Nirantar organised a protest against the Mangalore incident in the capital.

“Besides protesting against the incident and moral vigilantism that is rampant in Karnataka we also submitted a memorandum to the resident deputy commissioner of the Karnataka Bhavan asking for the re-arrest of the accused who are out on bail,” said a furious Borah.

Public anger has been mounting over the Jan 24 incident in Mangalore – a city in Karnataka – in which Hindu radicals from the group Shri Ram Sena, in the name of protecting Indian culture, barged into a pub called Amnesia and physically abused women, dragging them by their hair and beating those who tried to resist. The accused in the incident are out on bail.

The NCW’s initial reaction was surprisingly muted. Nirmala Venkatesh of the NCW who led the team to probe events said the pub did “not have enough security” and that “women have to safeguard themselves”.

Although the commission subsequently distanced itself from Venkatesh’s remarks and dubbed her report “null and void”, the damage was already done.

“How can she (Venkatesh) justify the violence that was inflicted upon the women? The bitter reality is that in India women cannot seek justice even from mechanisms that were created to uphold their rights,” said Leona John, a lawyer and social activist.

Pointing out some past instances – such as “Operation Majnu” in December 2005 when couples sitting in a park were pummelled in the open by Uttar Pradesh police – activists and students reiterated that even then the NCW had done nothing.

Despite its intervention, moral policing in the state and elsewhere has not stopped, they said.

In yet another instance, after several cases of harassment of northeastern women working in BPOs hit headlines last year, the Northeast Support Centre approached the NCW for help. But even after a year, nothing concrete seems to have emerged.

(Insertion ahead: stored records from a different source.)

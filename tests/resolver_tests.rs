//! Resolution against the action table of a sealed controller

use actionwire::controller::ActionName;
use actionwire::resolver::{resolve, ResolvedBy};
use http::Method;

mod common;
use common::fixtures::{new_log, widgets_controller};

fn segs(s: &[&str]) -> Vec<String> {
    s.iter().map(|s| s.to_string()).collect()
}

#[test]
fn get_without_segments_is_always_index() {
    let descriptor = widgets_controller(&new_log(), &[]);
    let r = resolve(&Method::GET, &[], descriptor.actions(), None).unwrap();
    assert_eq!(r.action, ActionName::index());
    assert_eq!(r.identifier, None);
    assert_eq!(r.source, ResolvedBy::Verb);
}

#[test]
fn single_segment_get_is_object_with_identifier_unchanged() {
    let descriptor = widgets_controller(&new_log(), &[]);
    for id in ["42", "0", "a b", "UPPER", "ünïcode", "42.json", "-1"] {
        let r = resolve(&Method::GET, &segs(&[id]), descriptor.actions(), None).unwrap();
        assert_eq!(r.action, ActionName::object(), "id {id}");
        assert_eq!(r.identifier.as_deref(), Some(id));
    }
}

#[test]
fn declared_explicit_names_win_over_verb_defaults() {
    let descriptor = widgets_controller(&new_log(), &[]);
    // `search` is a single segment a verb default could also take
    for method in [Method::GET, Method::POST, Method::PUT, Method::DELETE] {
        let r = resolve(&method, &segs(&["search"]), descriptor.actions(), None).unwrap();
        assert_eq!(r.action, ActionName::explicit("search"));
        assert_eq!(r.source, ResolvedBy::Explicit);
    }
}

#[test]
fn custom_answer_wins_regardless_of_verb() {
    let descriptor = widgets_controller(&new_log(), &[]);
    for method in [Method::GET, Method::POST, Method::PUT, Method::DELETE] {
        let r = resolve(
            &method,
            &segs(&["search", "7", "more"]),
            descriptor.actions(),
            Some(ActionName::update()),
        )
        .unwrap();
        assert_eq!(r.action, ActionName::update());
        assert_eq!(r.identifier.as_deref(), Some("7"));
        assert_eq!(r.rest, segs(&["7", "more"]));
        assert_eq!(r.source, ResolvedBy::Custom);
    }
}

#[test]
fn names_are_never_substituted() {
    let descriptor = widgets_controller(&new_log(), &[]);
    let err = resolve(
        &Method::GET,
        &segs(&["x"]),
        descriptor.actions(),
        Some(ActionName::new("missingAction")),
    )
    .unwrap_err();
    assert_eq!(err.status(), 404);

    let err = resolve(&Method::GET, &segs(&["nope", "1"]), descriptor.actions(), None).unwrap_err();
    assert_eq!(err.kind(), "NotFound");
}
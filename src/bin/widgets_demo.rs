//! Widgets demo service.
//!
//! ```bash
//! widgets-demo serve --config demos/widgets/config.yaml
//! curl localhost:8080/widgets
//! curl -X POST -H 'authorization: demo-token' -d 'name=sprocket&color=blue' localhost:8080/widgets
//! curl localhost:8080/widgets/search/blue
//! ```
//!
//! Reads are public (`public_methods: [GET]` in the config file); writes
//! need the `authorization` header to carry the configured token.

use std::sync::atomic::{AtomicU64, Ordering};
use std::sync::Arc;

use actionwire::cli::{run_cli, Cli};
use actionwire::component::{AuthComponent, ComponentConfig, CorsComponent, AUTH_COMPONENT, CORS_COMPONENT};
use actionwire::controller::{ActionContext, ActionName, Controller, ControllerBuilder, HandlerResult};
use actionwire::{DispatchError, Request, Response};
use clap::Parser;
use dashmap::DashMap;
use serde::{Deserialize, Serialize};
use serde_json::{json, Value};
use tracing::info;

#[derive(Debug, Clone, Serialize, Deserialize)]
struct Widget {
    id: u64,
    name: String,
    color: String,
}

#[derive(Default)]
struct WidgetStore {
    widgets: DashMap<u64, Widget>,
    next_id: AtomicU64,
}

impl WidgetStore {
    fn seeded() -> Self {
        let store = Self::default();
        store.insert("sprocket", "blue");
        store.insert("flange", "red");
        store.insert("gizmo", "blue");
        store
    }

    fn insert(&self, name: &str, color: &str) -> Widget {
        let id = self.next_id.fetch_add(1, Ordering::Relaxed) + 1;
        let widget = Widget {
            id,
            name: name.to_string(),
            color: color.to_string(),
        };
        self.widgets.insert(id, widget.clone());
        widget
    }

    fn sorted(&self, color: Option<&str>) -> Vec<Widget> {
        let mut list: Vec<Widget> = self
            .widgets
            .iter()
            .filter(|w| color.is_none_or(|c| w.color.eq_ignore_ascii_case(c)))
            .map(|w| w.value().clone())
            .collect();
        list.sort_by_key(|w| w.id);
        list
    }
}

struct Widgets {
    store: Arc<WidgetStore>,
}

/// Field from the form parameters or the JSON body.
fn field(request: &Request, name: &str) -> Option<String> {
    request
        .param(name)
        .map(str::to_string)
        .or_else(|| {
            request
                .body()
                .and_then(|b| b.get(name))
                .and_then(Value::as_str)
                .map(str::to_string)
        })
}

fn widget_id(ctx: &ActionContext<'_>) -> anyhow::Result<u64> {
    let raw = ctx.identifier().unwrap_or_default();
    raw.parse()
        .map_err(|_| DispatchError::not_found(format!("no widget '{raw}'")).into())
}

impl Widgets {
    fn index(&mut self, _ctx: &mut ActionContext<'_>) -> HandlerResult {
        let widgets = self.store.sorted(None);
        Ok(json!({ "title": "All widgets", "widgets": widgets }).into())
    }

    fn object(&mut self, ctx: &mut ActionContext<'_>) -> HandlerResult {
        let id = widget_id(ctx)?;
        let widget = self
            .store
            .widgets
            .get(&id)
            .map(|w| w.value().clone())
            .ok_or_else(|| DispatchError::not_found(format!("no widget {id}")))?;
        Ok(json!({ "widget": widget }).into())
    }

    fn create(&mut self, ctx: &mut ActionContext<'_>) -> HandlerResult {
        let request = ctx.request();
        let name = field(request, "name").ok_or_else(|| anyhow::anyhow!("missing field 'name'"))?;
        let color = field(request, "color").unwrap_or_else(|| "grey".to_string());
        let widget = self.store.insert(&name, &color);
        info!(id = widget.id, name = %widget.name, "Widget created");
        Ok(Response::json(201, json!(widget)).into())
    }

    fn update(&mut self, ctx: &mut ActionContext<'_>) -> HandlerResult {
        let id = widget_id(ctx)?;
        let request = ctx.request();
        let mut entry = self
            .store
            .widgets
            .get_mut(&id)
            .ok_or_else(|| DispatchError::not_found(format!("no widget {id}")))?;
        if let Some(name) = field(request, "name") {
            entry.name = name;
        }
        if let Some(color) = field(request, "color") {
            entry.color = color;
        }
        Ok(Response::json(200, json!(entry.value())).into())
    }

    fn delete(&mut self, ctx: &mut ActionContext<'_>) -> HandlerResult {
        match ctx.identifier() {
            Some(_) => {
                let id = widget_id(ctx)?;
                self.store
                    .widgets
                    .remove(&id)
                    .ok_or_else(|| DispatchError::not_found(format!("no widget {id}")))?;
            }
            None => self.store.widgets.clear(),
        }
        Ok(Response::new(204).into())
    }

    /// `GET /widgets/search/<color>` or `GET /widgets/search?color=<color>`
    fn search(&mut self, ctx: &mut ActionContext<'_>) -> HandlerResult {
        let request = ctx.request();
        let color = ctx
            .rest()
            .first()
            .cloned()
            .or_else(|| field(request, "color"));
        let widgets = self.store.sorted(color.as_deref());
        let title = match &color {
            Some(c) => format!("{c} widgets"),
            None => "All widgets".to_string(),
        };
        Ok(json!({ "title": title, "widgets": widgets }).into())
    }

    /// Search results reuse the listing template.
    fn init_search(&mut self, ctx: &mut ActionContext<'_>) {
        ctx.set_view("IndexWidgetsView");
    }

    fn export(&mut self, _ctx: &mut ActionContext<'_>) -> HandlerResult {
        Ok(json!({ "widgets": self.store.sorted(None) }).into())
    }

    /// Export is plain JSON: the default view, no layout.
    fn init_export(&mut self, ctx: &mut ActionContext<'_>) {
        ctx.set_view(actionwire::view::DEFAULT_VIEW);
        ctx.disable_layout();
    }
}

impl Controller for Widgets {
    fn prepare_component(&mut self, component: &str, request: &Request) -> Option<ComponentConfig> {
        // exports are readable by anyone, whatever the method
        (component == AUTH_COMPONENT && request.first_segment() == Some("export"))
            .then(|| ComponentConfig::new().with("public", json!(true)))
    }

    /// `/widgets/id/<n>` is an alias of `/widgets/<n>`.
    fn action_for_name(&self, name: Option<&str>, _request: &Request) -> Option<ActionName> {
        (name == Some("id")).then(ActionName::object)
    }

    fn post_process_response(&mut self, mut response: Response, _ctx: &ActionContext<'_>) -> Response {
        response.set_header("x-widget-count", self.store.widgets.len().to_string());
        response
    }
}

fn main() -> anyhow::Result<()> {
    let cli = Cli::parse();
    let store = Arc::new(WidgetStore::seeded());

    run_cli(cli, move |builder| {
        let widgets = ControllerBuilder::new("Widgets", move || Widgets {
            store: Arc::clone(&store),
        })
        .index(Widgets::index)
        .object(Widgets::object)
        .create(Widgets::create)
        .update(Widgets::update)
        .delete(Widgets::delete)
        .action("search", Widgets::search)
        .init(ActionName::explicit("search"), Widgets::init_search)
        .action("export", Widgets::export)
        .init(ActionName::explicit("export"), Widgets::init_export)
        .component(CORS_COMPONENT)
        .component(AUTH_COMPONENT)
        .build()?;

        Ok(builder
            .component(Arc::new(CorsComponent::default()))
            .component(Arc::new(AuthComponent::unconfigured()))
            .mount("/widgets", widgets))
    })
}
use dashmap::mapref::entry::Entry;
use dashmap::DashMap;
use http::StatusCode;
use may_minihttp::Response as HttpResponse;
use std::sync::atomic::{AtomicUsize, Ordering};
use std::sync::OnceLock;
use tracing::warn;

use crate::ids::REQUEST_ID_HEADER;
use crate::response::Response;

/// Distinct header lines kept for the life of the process.
pub(crate) const MAX_INTERNED_HEADER_LINES: usize = 4096;

/// `may_minihttp` only takes `&'static str` header lines, so every line
/// written must be leaked. Lines are leaked once and reused; the set is
/// capped so per-request values cannot grow it without bound.
pub(crate) struct HeaderLines {
    lines: DashMap<String, &'static str>,
    leaked: AtomicUsize,
    cap: usize,
}

impl HeaderLines {
    pub(crate) fn with_capacity(cap: usize) -> Self {
        Self {
            lines: DashMap::new(),
            leaked: AtomicUsize::new(0),
            cap,
        }
    }

    /// The interned form of `line`, or `None` once the cap is reached and
    /// `line` has not been seen before.
    pub(crate) fn intern(&self, line: &str) -> Option<&'static str> {
        if let Some(hit) = self.lines.get(line) {
            return Some(*hit);
        }
        match self.lines.entry(line.to_string()) {
            Entry::Occupied(hit) => Some(*hit.get()),
            Entry::Vacant(slot) => {
                if self.leaked.fetch_add(1, Ordering::Relaxed) >= self.cap {
                    self.leaked.fetch_sub(1, Ordering::Relaxed);
                    return None;
                }
                let leaked: &'static str = Box::leak(line.to_string().into_boxed_str());
                slot.insert(leaked);
                Some(leaked)
            }
        }
    }

    pub(crate) fn len(&self) -> usize {
        self.leaked.load(Ordering::Relaxed)
    }
}

fn header_lines() -> &'static HeaderLines {
    static LINES: OnceLock<HeaderLines> = OnceLock::new();
    LINES.get_or_init(|| HeaderLines::with_capacity(MAX_INTERNED_HEADER_LINES))
}

pub(crate) fn status_reason(status: u16) -> &'static str {
    StatusCode::from_u16(status)
        .ok()
        .and_then(|s| s.canonical_reason())
        .unwrap_or(match status {
            499 => "Client Closed Request",
            _ => "Unknown",
        })
}

/// Copy a pipeline response onto the wire.
///
/// `x-request-id` is unique per request and is never written back. Once the
/// interned line set is full, header lines not seen before are dropped with
/// a warning rather than leaked.
pub fn write_response(res: &mut HttpResponse, response: Response) {
    write_with(res, response, header_lines());
}

fn write_with(res: &mut HttpResponse, response: Response, lines: &HeaderLines) {
    res.status_code(response.status as usize, status_reason(response.status));
    for (name, value) in &response.headers {
        if name.eq_ignore_ascii_case(REQUEST_ID_HEADER) {
            continue;
        }
        match lines.intern(&format!("{name}: {value}")) {
            Some(line) => {
                res.header(line);
            }
            None => warn!(
                header = %name,
                cap = MAX_INTERNED_HEADER_LINES,
                "Header line cache full; header dropped"
            ),
        }
    }
    res.body_vec(response.body.to_bytes());
}

pub fn write_json_error(res: &mut HttpResponse, status: u16, message: &str) {
    write_response(res, Response::error(status, message));
}
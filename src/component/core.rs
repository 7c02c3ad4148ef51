use serde::{Deserialize, Serialize};
use serde_json::{Map, Value};
use std::time::Duration;

use crate::controller::ActionName;
use crate::request::Request;
use crate::response::Response;

/// Result of a component callback, consumed uniformly by the chain.
#[derive(Debug, Clone, PartialEq)]
pub enum Flow {
    /// Keep going
    Continue,
    /// Pre-phase: answer with this response. Post-phase: swap the response
    /// and keep going.
    Replace(Response),
    /// Answer with this response and run no further component in this phase
    Halt(Response),
    /// Stop signal without a response; the chain substitutes a not-found
    /// response
    Stop,
}

/// Settings bundle for one component on one controller.
///
/// Static bundles come from registration code or the YAML config; the
/// controller's `prepare_component` hook may overlay per-request values.
#[derive(Debug, Clone, Default, PartialEq, Serialize, Deserialize)]
#[serde(transparent)]
pub struct ComponentConfig(Map<String, Value>);

impl ComponentConfig {
    #[must_use]
    pub fn new() -> Self {
        Self::default()
    }

    pub fn from_pairs<I, K>(pairs: I) -> Self
    where
        I: IntoIterator<Item = (K, Value)>,
        K: Into<String>,
    {
        Self(pairs.into_iter().map(|(k, v)| (k.into(), v)).collect())
    }

    #[must_use]
    pub fn with(mut self, key: &str, value: Value) -> Self {
        self.set(key, value);
        self
    }

    pub fn set(&mut self, key: &str, value: Value) {
        self.0.insert(key.to_string(), value);
    }

    #[must_use]
    pub fn get(&self, key: &str) -> Option<&Value> {
        self.0.get(key)
    }

    #[must_use]
    pub fn get_str(&self, key: &str) -> Option<&str> {
        self.0.get(key).and_then(Value::as_str)
    }

    #[must_use]
    pub fn get_bool(&self, key: &str) -> Option<bool> {
        self.0.get(key).and_then(Value::as_bool)
    }

    /// String list under `key`; a single string counts as a one-element list.
    #[must_use]
    pub fn get_str_list(&self, key: &str) -> Vec<&str> {
        match self.0.get(key) {
            Some(Value::Array(items)) => items.iter().filter_map(Value::as_str).collect(),
            Some(Value::String(s)) => vec![s.as_str()],
            _ => Vec::new(),
        }
    }

    /// Overwrite keys with those of `other`.
    pub fn merge(&mut self, other: &ComponentConfig) {
        for (k, v) in &other.0 {
            self.0.insert(k.clone(), v.clone());
        }
    }

    #[must_use]
    pub fn merged(&self, overlay: Option<&ComponentConfig>) -> ComponentConfig {
        let mut out = self.clone();
        if let Some(overlay) = overlay {
            out.merge(overlay);
        }
        out
    }

    #[must_use]
    pub fn is_empty(&self) -> bool {
        self.0.is_empty()
    }
}

/// What a component sees besides the request and response.
#[derive(Debug, Clone, Copy)]
pub struct ComponentContext<'a> {
    pub controller: &'a str,
    /// Resolved action; always `None` in the pre-phase
    pub action: Option<&'a ActionName>,
    pub config: &'a ComponentConfig,
    /// Time since dispatch started; zero in the pre-phase
    pub elapsed: Duration,
}

/// A named, chain-ordered unit with pre- and post-dispatch callbacks.
///
/// One instance is shared by every controller and every concurrent dispatch,
/// so per-request state must not be kept on `self`.
pub trait Component: Send + Sync {
    fn name(&self) -> &str;

    fn before(&self, _req: &Request, _cx: &ComponentContext<'_>) -> Flow {
        Flow::Continue
    }

    fn after(&self, _req: &Request, _res: &mut Response, _cx: &ComponentContext<'_>) -> Flow {
        Flow::Continue
    }

    /// A later component answered the request in the pre-phase, so `after`
    /// will not run for this request. Only components whose `before` already
    /// continued are told.
    fn short_circuited(&self, _req: &Request, _res: &Response, _cx: &ComponentContext<'_>) {}
}

#[cfg(test)]
mod tests {
    use super::*;
    use serde_json::json;

    #[test]
    fn overlay_wins_over_static_values() {
        let base = ComponentConfig::from_pairs([("token", json!("a")), ("header", json!("x"))]);
        let overlay = ComponentConfig::new().with("token", json!("b"));
        let merged = base.merged(Some(&overlay));
        assert_eq!(merged.get_str("token"), Some("b"));
        assert_eq!(merged.get_str("header"), Some("x"));
        assert_eq!(base.get_str("token"), Some("a"));
    }

    #[test]
    fn string_lists_accept_scalars() {
        let cfg = ComponentConfig::from_pairs([("a", json!(["GET", "HEAD"])), ("b", json!("GET"))]);
        assert_eq!(cfg.get_str_list("a"), vec!["GET", "HEAD"]);
        assert_eq!(cfg.get_str_list("b"), vec!["GET"]);
        assert!(cfg.get_str_list("c").is_empty());
    }
}
use serde_json::json;

use super::View;
use crate::error::DispatchError;
use crate::response::Response;
use crate::template::TemplateStore;

/// Render `data` through `view`, then wrap the output in `layout`.
///
/// The layout receives exactly `{"content": <inner output>}`, whatever the
/// inner content type. The result keeps the inner status and takes the
/// layout's content type.
pub fn render(
    data: &serde_json::Value,
    view: &dyn View,
    layout: Option<&dyn View>,
    templates: &dyn TemplateStore,
) -> Result<Response, DispatchError> {
    let inner = view.display(data, templates)?;
    let Some(layout) = layout else {
        return Ok(inner);
    };
    let mut outer = layout.display(&json!({ "content": inner.body.to_text() }), templates)?;
    outer.status = inner.status;
    Ok(outer)
}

Girija Vyas, the NCW chairperson, was quick to offer an explanation: “Last year we took notice of northeastern women being harassed at work and wrote to the BPOs asking them to frame proper guidelines and strictly implement them.

“However, these problems have started cropping up again. We will have to take a serious look at it.

The NCW has five other members, besides Vyas. They are all political appointees, picked by the government. The NCW’s powers are restricted to making recommendations which are not binding.

Vyas said: “The commission has always taken up the cause of women whose rights have been violated and given them all kinds of help possible, be it counselling or legal assistance. We have been doing our duty.”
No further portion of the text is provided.